▶ [EXERCISE]
Filter the entries and keep only the lines where the string "impl" appears.

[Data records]

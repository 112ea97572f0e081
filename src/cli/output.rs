//! Output formatting for CLI commands.

use std::fmt::Write as _;
use std::path::PathBuf;

use serde::{Deserialize, Serialize};

use crate::cli::args::{OutputFormat, StrataArgs};
use crate::search::StrategyInfo;
use crate::search::report::{HitSummary, ResultStatistics};

/// Output of the `search` command.
#[derive(Debug, Serialize, Deserialize)]
pub struct SearchOutput {
    pub strategy: String,
    pub query: String,
    pub total_results: usize,
    pub elapsed_ms: f64,
    pub hits: Vec<HitSummary>,
    pub statistics: Option<ResultStatistics>,
}

/// Output of the `methods` command.
#[derive(Debug, Serialize, Deserialize)]
pub struct MethodsOutput {
    pub methods: Vec<StrategyInfo>,
    pub categories: Vec<String>,
}

/// Output of the `embed` command.
#[derive(Debug, Serialize, Deserialize)]
pub struct EmbedOutput {
    pub path: PathBuf,
    pub records: usize,
    pub dimension: Option<usize>,
    pub duration_ms: u64,
}

/// Plain-text rendering for the human output format.
pub trait HumanReadable {
    fn render(&self) -> String;
}

impl HumanReadable for SearchOutput {
    fn render(&self) -> String {
        let mut out = String::new();
        let _ = writeln!(
            out,
            "{} result(s) for \"{}\" using {} ({:.1} ms)",
            self.total_results, self.query, self.strategy, self.elapsed_ms
        );
        for hit in &self.hits {
            let _ = writeln!(out);
            let _ = writeln!(
                out,
                "{:>3}. [{:.4}] #{} {} / {}",
                hit.rank, hit.score, hit.doc_index, hit.course, hit.section
            );
            if !hit.question.is_empty() {
                let _ = writeln!(out, "     Q: {}", hit.question);
            }
            if !hit.preview.is_empty() {
                let _ = writeln!(out, "     {}", hit.preview.replace('\n', " "));
            }
        }
        if let Some(stats) = &self.statistics {
            let _ = writeln!(out);
            let _ = writeln!(
                out,
                "score min {:.4}, max {:.4}, avg {:.4}",
                stats.score_range.min, stats.score_range.max, stats.score_range.avg
            );
            let _ = writeln!(
                out,
                "categories: {}",
                format_distribution(&stats.category_distribution)
            );
            let _ = writeln!(
                out,
                "sections:   {}",
                format_distribution(&stats.section_distribution)
            );
        }
        out
    }
}

impl HumanReadable for MethodsOutput {
    fn render(&self) -> String {
        let mut out = String::from("Available methods:\n");
        for info in &self.methods {
            let boost = if info.supports_boost { " [boost]" } else { "" };
            let _ = writeln!(out, "  {:<10} {}{}", info.name, info.description, boost);
        }
        if !self.categories.is_empty() {
            let _ = writeln!(out, "Categories:");
            for category in &self.categories {
                let _ = writeln!(out, "  {category}");
            }
        }
        out
    }
}

impl HumanReadable for EmbedOutput {
    fn render(&self) -> String {
        format!(
            "Embeddings for {} record(s), dimension {}, at {} ({} ms)\n",
            self.records,
            self.dimension.map_or_else(|| "?".to_string(), |d| d.to_string()),
            self.path.display(),
            self.duration_ms
        )
    }
}

fn format_distribution(counts: &[(String, usize)]) -> String {
    counts
        .iter()
        .map(|(value, count)| {
            let value = if value.is_empty() { "(none)" } else { value.as_str() };
            format!("{value} ({count})")
        })
        .collect::<Vec<_>>()
        .join(", ")
}

/// Render a result in the selected format.
pub fn render_output<T: Serialize + HumanReadable>(
    result: &T,
    args: &StrataArgs,
) -> anyhow::Result<String> {
    Ok(match args.output_format {
        OutputFormat::Human => result.render(),
        OutputFormat::Json if args.pretty => serde_json::to_string_pretty(result)? + "\n",
        OutputFormat::Json => serde_json::to_string(result)? + "\n",
    })
}

/// Print a result in the selected format.
pub fn output_result<T: Serialize + HumanReadable>(
    result: &T,
    args: &StrataArgs,
) -> anyhow::Result<()> {
    let rendered = render_output(result, args)?;
    if args.verbosity() > 0 || args.output_format == OutputFormat::Json {
        print!("{rendered}");
    }
    Ok(())
}

#[cfg(test)]
mod tests {
    use clap::Parser;

    use super::*;
    use crate::search::Strategy;

    fn methods() -> MethodsOutput {
        MethodsOutput {
            methods: vec![Strategy::Lexical.info(), Strategy::LinearFactorization.info()],
            categories: vec!["A".to_string()],
        }
    }

    #[test]
    fn test_render_human() {
        let args = StrataArgs::try_parse_from(["strata", "methods", "d.json"]).unwrap();
        let text = render_output(&methods(), &args).unwrap();
        assert!(text.contains("tfidf"));
        assert!(text.contains("[boost]"));
        assert!(text.contains("Categories:"));
    }

    #[test]
    fn test_render_json() {
        let args =
            StrataArgs::try_parse_from(["strata", "-f", "json", "methods", "d.json"]).unwrap();
        let text = render_output(&methods(), &args).unwrap();
        let value: serde_json::Value = serde_json::from_str(&text).unwrap();
        assert_eq!(value["methods"][1]["name"], "svd");
        assert_eq!(value["categories"][0], "A");
    }

    #[test]
    fn test_format_distribution() {
        let counts = vec![("A".to_string(), 2), (String::new(), 1)];
        assert_eq!(format_distribution(&counts), "A (2), (none) (1)");
    }
}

▶ [ANSWER BOX]
impl HumanReadable for SearchOutput {
impl HumanReadable for MethodsOutput {
impl HumanReadable for EmbedOutput {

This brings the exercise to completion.